Gearing represented 36mph per 1,000rpm, and the rev limit was set at 4,000rpm.. "...although it can get very expensive around there", he warned.

'Rusty' Russ-Turner suffered a fatal heart attack at Silverstone while racing the car, after which it was acquired by George Daniels, enjoying his protection and preservation ever since. Mr Daniels recalled how he came to buy the car: "Jack Sears telephoned and told me the Birkin Single-Seater was for sale and he thought it would suit me. I knew I was going to have to make a hard decision so I eventually went down to see it and there it was in all its glory. I told Jack I couldn't afford his price but made him an offer, and eventually he came back to me to say that Rusty's widow Audrey had told him she wanted me to have the car and I've been racing it ever since..."

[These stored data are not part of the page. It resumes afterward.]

//! Periodic progress sampler bound to one running operation.

use std::sync::Arc;
use std::time::{Duration, Instant};
use tokio::sync::watch;
use tokio::task::JoinHandle;
use tokio::time::MissedTickBehavior;
use tokio_util::sync::CancellationToken;
use tracing::{debug, warn};

use super::memory::MemoryWatch;
use crate::metrics;
use crate::operation::{
    OperationRecord, OperationState, ProgressUpdate, Reporter, StopReason, StopSignal,
};
use crate::transcoder::ProgressHolder;

/// Everything a monitor needs to sample one run.
pub struct MonitorContext {
    pub record: Arc<watch::Sender<OperationRecord>>,
    pub progress: Arc<ProgressHolder>,
    pub memory: Option<MemoryWatch>,
    pub reporter: Reporter,
    /// Stop signal of the run, fired when memory stays exhausted.
    pub signal: StopSignal,
    pub interval: Duration,
    /// Abort the run after memory stays above the ceiling this long.
    pub abort_grace: Option<Duration>,
}

/// Spawns monitors.
pub struct ProgressMonitor;

impl ProgressMonitor {
    /// Starts sampling on the current runtime.
    pub fn spawn(ctx: MonitorContext) -> MonitorHandle {
        let stop = CancellationToken::new();
        let task = tokio::spawn(run(ctx, stop.clone()));
        MonitorHandle {
            stop,
            task: Some(task),
        }
    }
}

/// Owner handle of a running monitor. Dropping it stops the monitor.
pub struct MonitorHandle {
    stop: CancellationToken,
    task: Option<JoinHandle<()>>,
}

impl MonitorHandle {
    /// Stops the monitor and waits for its last sample to finish.
    pub async fn stop(mut self) {
        self.stop.cancel();
        if let Some(task) = self.task.take() {
            if let Err(e) = task.await {
                warn!("Progress monitor task failed: {}", e);
            }
        }
    }
}

impl Drop for MonitorHandle {
    fn drop(&mut self) {
        self.stop.cancel();
    }
}

/// Remaining time given elapsed time and completed fraction.
pub fn estimate_remaining(elapsed: Duration, fraction: f32) -> Option<Duration> {
    if fraction.is_nan() || fraction <= 0.0 {
        return None;
    }
    if fraction >= 1.0 {
        return Some(Duration::ZERO);
    }
    let total = elapsed.as_secs_f64() / fraction as f64;
    Some(Duration::from_secs_f64((total - elapsed.as_secs_f64()).max(0.0)))
}

async fn run(ctx: MonitorContext, stop: CancellationToken) {
    let id = ctx.record.borrow().id.clone();
    let started = Instant::now();
    let mut over_ceiling_since: Option<Instant> = None;

    let mut ticker = tokio::time::interval(ctx.interval);
    ticker.set_missed_tick_behavior(MissedTickBehavior::Delay);

    debug!(%id, "Progress monitor started");

    loop {
        tokio::select! {
            biased;
            _ = stop.cancelled() => break,
            _ = ctx.signal.stopped() => break,
            _ = ticker.tick() => {}
        }

        if ctx.record.borrow().state != OperationState::Processing {
            break;
        }

        let sample = ctx.memory.as_ref().map(|m| m.sample());
        let used_bytes = sample.map(|s| s.used_bytes).unwrap_or(0);

        if let (Some(grace), Some(sample)) = (ctx.abort_grace, sample) {
            if sample.exceeded() {
                let since = *over_ceiling_since.get_or_insert_with(Instant::now);
                if since.elapsed() >= grace {
                    warn!(
                        %id,
                        used_bytes = sample.used_bytes,
                        ceiling_bytes = sample.ceiling_bytes,
                        "Memory above ceiling past grace period, aborting run"
                    );
                    metrics::MEMORY_PRESSURE_EVENTS.inc();
                    ctx.signal.stop(StopReason::MemoryExhausted);
                    break;
                }
            } else {
                over_ceiling_since = None;
            }
        }

        let Some(fraction) = ctx.progress.get().fraction() else {
            continue;
        };

        let mut update = None;
        ctx.record.send_if_modified(|record| {
            if record.state != OperationState::Processing {
                return false;
            }
            record.set_progress(fraction);
            record.memory_usage_bytes = used_bytes;
            update = Some(ProgressUpdate {
                id: record.id.clone(),
                fraction: record.progress,
                stage: record.state,
                memory_usage_bytes: used_bytes,
                kind: record.kind.clone(),
                eta: estimate_remaining(started.elapsed(), record.progress),
            });
            true
        });

        match update {
            Some(update) => ctx.reporter.progress(&update),
            None => break,
        }
    }

    debug!(%id, "Progress monitor stopped");
}

#[cfg(test)]
mod tests {
    use super::*;
    use crate::operation::{OperationId, OperationKind, OperationPriority};
    use crate::testing::{MockMemoryProbe, RecordingListener};
    use chrono::Utc;

    fn processing_record() -> Arc<watch::Sender<OperationRecord>> {
        let mut record = OperationRecord::new(
            OperationId::from("mon-1"),
            OperationKind::Rotate { degrees: 90.0 },
            OperationPriority::Normal,
            Utc::now(),
        );
        record.advance(OperationState::Preparing);
        record.advance(OperationState::Processing);
        Arc::new(watch::channel(record).0)
    }

    fn context(
        record: Arc<watch::Sender<OperationRecord>>,
        progress: Arc<ProgressHolder>,
        listener: Arc<RecordingListener>,
    ) -> MonitorContext {
        MonitorContext {
            record,
            progress,
            memory: None,
            reporter: Reporter::new(OperationId::from("mon-1"), listener),
            signal: StopSignal::new(),
            interval: Duration::from_millis(10),
            abort_grace: None,
        }
    }

    #[test]
    fn test_estimate_remaining() {
        assert_eq!(estimate_remaining(Duration::from_secs(10), 0.0), None);
        assert_eq!(
            estimate_remaining(Duration::from_secs(10), 0.5),
            Some(Duration::from_secs(10))
        );
        assert_eq!(
            estimate_remaining(Duration::from_secs(10), 1.0),
            Some(Duration::ZERO)
        );
    }

    #[tokio::test]
    async fn test_skips_sentinel_progress() {
        let record = processing_record();
        let progress = Arc::new(ProgressHolder::new());
        let listener = Arc::new(RecordingListener::new());
        let handle =
            ProgressMonitor::spawn(context(record.clone(), progress.clone(), listener.clone()));

        tokio::time::sleep(Duration::from_millis(50)).await;
        assert_eq!(listener.progress_count(), 0);

        progress.set_unavailable();
        tokio::time::sleep(Duration::from_millis(50)).await;
        assert_eq!(listener.progress_count(), 0);

        progress.set_percent(40.0);
        tokio::time::sleep(Duration::from_millis(50)).await;
        handle.stop().await;

        assert!(listener.progress_count() > 0);
        assert_eq!(record.borrow().progress, 0.4);
        assert!(listener.progress_values().iter().all(|f| *f == 0.4));
    }

    #[tokio::test]
    async fn test_stops_when_record_leaves_processing() {
        let record = processing_record();
        let progress = Arc::new(ProgressHolder::new());
        progress.set_percent(10.0);
        let listener = Arc::new(RecordingListener::new());
        let handle =
            ProgressMonitor::spawn(context(record.clone(), progress.clone(), listener.clone()));

        tokio::time::sleep(Duration::from_millis(30)).await;
        record.send_modify(|r| {
            r.advance(OperationState::Saving);
        });
        tokio::time::sleep(Duration::from_millis(30)).await;
        let seen = listener.progress_count();

        progress.set_percent(90.0);
        tokio::time::sleep(Duration::from_millis(50)).await;
        assert_eq!(listener.progress_count(), seen);
        assert_eq!(record.borrow().progress, 0.1);
        handle.stop().await;
    }

    #[tokio::test]
    async fn test_sustained_pressure_aborts_run() {
        let record = processing_record();
        let progress = Arc::new(ProgressHolder::new());
        let listener = Arc::new(RecordingListener::new());
        let probe = Arc::new(MockMemoryProbe::new(1000));
        probe.set_used(900);

        let mut ctx = context(record, progress, listener);
        ctx.memory = Some(MemoryWatch::new(probe, 0.75));
        ctx.abort_grace = Some(Duration::from_millis(30));
        let signal = ctx.signal.clone();

        let handle = ProgressMonitor::spawn(ctx);
        tokio::time::timeout(Duration::from_secs(2), signal.stopped())
            .await
            .expect("monitor should stop the run");
        assert_eq!(signal.reason(), Some(StopReason::MemoryExhausted));
        handle.stop().await;
    }

    #[tokio::test]
    async fn test_drop_stops_monitor() {
        let record = processing_record();
        let progress = Arc::new(ProgressHolder::new());
        let listener = Arc::new(RecordingListener::new());
        let handle = ProgressMonitor::spawn(context(record, progress.clone(), listener.clone()));
        drop(handle);

        tokio::time::sleep(Duration::from_millis(20)).await;
        progress.set_percent(50.0);
        tokio::time::sleep(Duration::from_millis(40)).await;
        assert_eq!(listener.progress_count(), 0);
    }
}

It is now offered here as an exceedingly potent reminder of a magisterial period of British racing history, a machine with a unique place in racing history, and the exception to the W.O. Bentley 'rule' that "...the supercharged 4½ never won a race".

The Bentley comes with road equipment including wings, an extensive history file including correspondence, road-registration documents and large format photo album.

For history to be valuable it must be examined in proper perspective, and the Brooklands 'Blower' Bentley Single-Seater is one 'Blower' that suffers not at all under closer scrutiny.

This car is absolutely a British, and a Brooklands, icon.